Identification and characterisation of novel small-molecule activators of EPAC1
Abstract
EPAC1 is a cyclic AMP sensor protein involved in a multitude of physiological and
pathophysiological processes in the human body and has been recognised as an attractive
target for pharmacological regulation. Activation of EPAC1 protein was reported to
suppress chronic vascular inflammation, making it a potential therapeutic strategy for the
prevention and treatment of cardiovascular disease. While literature describes a range of
EPAC1 inhibitors, no selective small-molecule activators of this protein have been
reported until the 2017 discovery of the N-acylsulphonamide derivative, I942, in the
Yarwood laboratory. The presented study follows up on this finding and aims to identify
novel EPAC1 ligands with agonist properties. A two-phase screening approach was
employed to detect EPAC1-binding compounds with potential agonist component in a
carefully designed library of I942 analogues.

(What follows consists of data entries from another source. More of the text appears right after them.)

//! Generic specialization cache and the proxy state machine.
//!
//! A specialization is keyed by its template and the instance-variable
//! bindings sorted by name, so equal bindings always yield the same
//! `TypeId`. When the bindings come from graph nodes that are still being
//! inferred, the node holding the generic value gets a proxy instead. The
//! proxy observes the binding nodes and, whenever they change to something
//! that yields a different specialization, hands the holder a successor
//! proxy and becomes a forwarding link to it.

use tracing::debug;

use crate::error::TypeError;
use crate::graph::{NodeId, Observer, TypeGraph};
use crate::registry::TypeRegistry;
use crate::ty::{ObjectType, ProxyState, ProxyType, Type, TypeId};

impl TypeRegistry {
    /// The specialization of `template` for `bindings`, created on first use.
    ///
    /// `template` may itself be a specialization; its template is used.
    pub fn instantiate(
        &mut self,
        template: TypeId,
        bindings: &[(String, TypeId)],
    ) -> Result<TypeId, TypeError> {
        let template = self.generic_template(template)?;
        let mut key: Vec<(String, TypeId)> = bindings
            .iter()
            .map(|(name, ty)| (name.clone(), self.resolve(*ty)))
            .collect();
        key.sort_by(|a, b| a.0.cmp(&b.0));

        let cache_key = (template, key);
        if let Some(&instance) = self.generics.get(&cache_key) {
            return Ok(instance);
        }
        let instance = self.clone_for_specialization(template, &cache_key.1);
        debug!(instance = %self.display(instance), "instantiated generic type");
        self.generics.insert(cache_key, instance);
        Ok(instance)
    }

    fn generic_template(&self, ty: TypeId) -> Result<TypeId, TypeError> {
        let ty = self.resolve(ty);
        match self.get(ty) {
            Type::Object(ObjectType {
                template: Some(template),
                ..
            }) => Ok(*template),
            Type::Object(obj) if obj.generic => Ok(ty),
            _ => Err(TypeError::internal(format!(
                "`{}` is not a generic type",
                self.display(ty)
            ))),
        }
    }

    /// Copy the instance-variable slots of `template`, overlaying
    /// `bindings`. Method tables, nested types and ancestors stay shared
    /// through the template's class table.
    pub fn clone_for_specialization(&mut self, template: TypeId, bindings: &[(String, TypeId)]) -> TypeId {
        let (class, mut instance_vars) = match self.get(template) {
            Type::Object(obj) => (obj.class, obj.instance_vars.clone()),
            _ => return template,
        };
        for (name, ty) in bindings {
            instance_vars.insert(name.clone(), Some(*ty));
        }
        self.push_type(Type::Object(ObjectType {
            class,
            instance_vars,
            generic: true,
            template: Some(template),
        }))
    }
}

/// Current bindings of `observed` and whether all of them are typed.
fn current_bindings(graph: &TypeGraph, observed: &[(String, NodeId)]) -> (Vec<(String, TypeId)>, bool) {
    let mut complete = true;
    let mut bindings = Vec::with_capacity(observed.len());
    for (name, node) in observed {
        match graph.type_of(*node) {
            Some(ty) => bindings.push((name.clone(), ty)),
            None => complete = false,
        }
    }
    (bindings, complete)
}

fn state_for(target: TypeId, complete: bool) -> ProxyState {
    if complete {
        ProxyState::Resolved { target }
    } else {
        ProxyState::Pending { target }
    }
}

/// Give `holder` a proxy for the specialization of `template` bound by the
/// types of the `observed` nodes.
pub fn install_proxy(
    reg: &mut TypeRegistry,
    graph: &mut TypeGraph,
    template: TypeId,
    observed: Vec<(String, NodeId)>,
    holder: NodeId,
) -> Result<TypeId, TypeError> {
    let (bindings, complete) = current_bindings(graph, &observed);
    let target = reg.instantiate(template, &bindings)?;
    let proxy = reg.push_type(Type::Proxy(ProxyType {
        template,
        observed: observed.clone(),
        holder,
        state: state_for(target, complete),
        generation: 0,
    }));
    for (_, node) in &observed {
        graph.observe(*node, Observer::Proxy(proxy));
    }
    graph.set_type(holder, proxy);
    Ok(proxy)
}

/// React to a change of one of the nodes `proxy` observes.
///
/// If the bindings still yield the same specialization the proxy stays,
/// possibly moving from pending to resolved. Otherwise the holder gets a
/// successor proxy first, then this one is marked superseded and its
/// observations move to the successor. A chain longer than
/// `max_generations` is an internal error.
pub fn refresh_proxy(
    reg: &mut TypeRegistry,
    graph: &mut TypeGraph,
    proxy: TypeId,
    max_generations: u32,
) -> Result<(), TypeError> {
    let Some(current) = reg.get(proxy).as_proxy().cloned() else {
        return Err(TypeError::internal("woke a proxy that is not a proxy type"));
    };
    let Some(old_target) = current.target() else {
        return Ok(());
    };

    let (bindings, complete) = current_bindings(graph, &current.observed);
    let target = reg.instantiate(current.template, &bindings)?;
    if target == old_target {
        if let Type::Proxy(p) = reg.get_mut(proxy) {
            p.state = state_for(target, complete);
        }
        return Ok(());
    }

    let generation = current.generation + 1;
    if generation > max_generations {
        return Err(TypeError::internal(format!(
            "generic proxy for `{}` superseded more than {} times",
            reg.display(current.template),
            max_generations
        )));
    }

    let successor = reg.push_type(Type::Proxy(ProxyType {
        template: current.template,
        observed: current.observed.clone(),
        holder: current.holder,
        state: state_for(target, complete),
        generation,
    }));
    graph.set_type(current.holder, successor);
    if let Type::Proxy(p) = reg.get_mut(proxy) {
        p.state = ProxyState::Superseded { by: successor };
    }
    for (_, node) in &current.observed {
        graph.unobserve(*node, Observer::Proxy(proxy));
        graph.observe(*node, Observer::Proxy(successor));
    }
    debug!(
        from = %reg.display(old_target),
        to = %reg.display(target),
        generation,
        "proxy superseded"
    );
    Ok(())
}

#[cfg(test)]
mod tests {
    use super::*;
    use crate::graph::Wake;
    use garnet_common::Location;

    #[test]
    fn equal_bindings_share_one_instance() {
        let mut reg = TypeRegistry::new();
        let b = *reg.builtins();
        let int_buf = reg.pointer_of(b.int);
        let first = reg
            .instantiate(b.array, &[("@buffer".into(), int_buf)])
            .unwrap();
        let second = reg
            .instantiate(b.array, &[("@buffer".into(), int_buf)])
            .unwrap();
        assert_eq!(first, second);
        assert_eq!(reg.display(first), "Array<Int>");

        let float_buf = reg.pointer_of(b.float);
        let other = reg
            .instantiate(b.array, &[("@buffer".into(), float_buf)])
            .unwrap();
        assert_ne!(first, other);
        assert_eq!(reg.display(other), "Array<Float>");
    }

    #[test]
    fn binding_order_does_not_matter() {
        let mut reg = TypeRegistry::new();
        let b = *reg.builtins();
        let pair = reg.add_object_type("Pair", Some(b.object), b.main, true);
        let ab = reg
            .instantiate(pair, &[("@a".into(), b.int), ("@b".into(), b.char)])
            .unwrap();
        let ba = reg
            .instantiate(pair, &[("@b".into(), b.char), ("@a".into(), b.int)])
            .unwrap();
        assert_eq!(ab, ba);
        assert_eq!(reg.display(ab), "Pair<@a: Int, @b: Char>");
    }

    #[test]
    fn specializations_share_class_tables_and_keep_slots() {
        let mut reg = TypeRegistry::new();
        let b = *reg.builtins();
        let buf = reg.pointer_of(b.char);
        let inst = reg.instantiate(b.array, &[("@buffer".into(), buf)]).unwrap();
        assert_eq!(reg.class_of(inst), reg.class_of(b.array));
        assert_eq!(reg.parents(inst), reg.parents(b.array));
        assert_eq!(reg.instance_var(inst, "@length"), Some(Some(b.int)));
        assert_eq!(reg.instance_var(inst, "@buffer"), Some(Some(buf)));
        assert_eq!(reg.instance_var(b.array, "@buffer"), None);
        // Re-specializing a specialization goes through the template.
        let again = reg.instantiate(inst, &[("@buffer".into(), buf)]).unwrap();
        assert_eq!(again, inst);
    }

    #[test]
    fn independent_clones_compare_equal() {
        let mut reg = TypeRegistry::new();
        let b = *reg.builtins();
        let buf = reg.pointer_of(b.int);
        let first = reg.clone_for_specialization(b.array, &[("@buffer".into(), buf)]);
        let second = reg.clone_for_specialization(b.array, &[("@buffer".into(), buf)]);
        assert_ne!(first, second);
        assert!(reg.types_equal(first, second));
    }

    #[test]
    fn non_generic_types_cannot_be_instantiated() {
        let mut reg = TypeRegistry::new();
        let b = *reg.builtins();
        let err = reg.instantiate(b.string, &[]).unwrap_err();
        assert!(err.is_internal());
    }

    #[test]
    fn proxy_is_superseded_when_bindings_change() {
        let mut reg = TypeRegistry::new();
        let mut graph = TypeGraph::new(10_000);
        let b = *reg.builtins();

        let elem = graph.add_node(Location::synthetic());
        let buffer = graph.add_pointer_node(Location::synthetic());
        graph.bind_to(&mut reg, buffer, elem);
        let holder = graph.add_node(Location::synthetic());
        let first =
            install_proxy(&mut reg, &mut graph, b.array, vec![("@buffer".into(), buffer)], holder).unwrap();
        assert_eq!(graph.type_of(holder), Some(first));
        assert!(matches!(
            reg.get(first).as_proxy().unwrap().state,
            ProxyState::Pending { .. }
        ));

        let int = graph.typed_node(b.int, Location::synthetic());
        graph.bind_to(&mut reg, elem, int);
        let wakes = graph.propagate(&mut reg).unwrap();
        assert_eq!(wakes, vec![Wake::Proxy(first)]);
        refresh_proxy(&mut reg, &mut graph, first, 8).unwrap();

        let second = graph.type_of(holder).unwrap();
        assert_ne!(second, first);
        assert!(reg.get(first).as_proxy().unwrap().is_dead());
        assert_eq!(reg.display(second), "Array<Int>");
        // The dead proxy forwards to its successor's target.
        assert_eq!(reg.resolve(first), reg.resolve(second));
        assert!(reg.types_equal(first, second));

        // A stale wake of the dead proxy is ignored.
        refresh_proxy(&mut reg, &mut graph, first, 8).unwrap();
        assert_eq!(graph.type_of(holder), Some(second));

        // Same bindings again: no new proxy.
        graph.propagate(&mut reg).unwrap();
        refresh_proxy(&mut reg, &mut graph, second, 8).unwrap();
        assert_eq!(graph.type_of(holder), Some(second));
        assert!(matches!(
            reg.get(second).as_proxy().unwrap().state,
            ProxyState::Resolved { .. }
        ));
    }

    #[test]
    fn proxy_chain_is_bounded() {
        let mut reg = TypeRegistry::new();
        let mut graph = TypeGraph::new(10_000);
        let b = *reg.builtins();
        let elem = graph.add_node(Location::synthetic());
        let holder = graph.add_node(Location::synthetic());
        let proxy = install_proxy(&mut reg, &mut graph, b.array, vec![("@x".into(), elem)], holder).unwrap();
        graph.set_type(elem, b.int);
        let err = refresh_proxy(&mut reg, &mut graph, proxy, 0).unwrap_err();
        assert!(err.is_internal());
    }
}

Hits from the screen were further analysed
in terms of activity, EPAC1-selectivity, and cytotoxicity, using in vitro biochemical
assays and cell-based tests, alongside another new class of EPAC1 activators identified
in the Yarwood laboratory, benzofuran oxoacetic acid derivatives. In addition to that, the
mechanism of ligand-mediated cytotoxicity was investigated. Three novel, selective,
small-molecule EPAC1-regulators with agonist properties and good safety profiles were
identified, which can serve as promising lead compounds for drug development.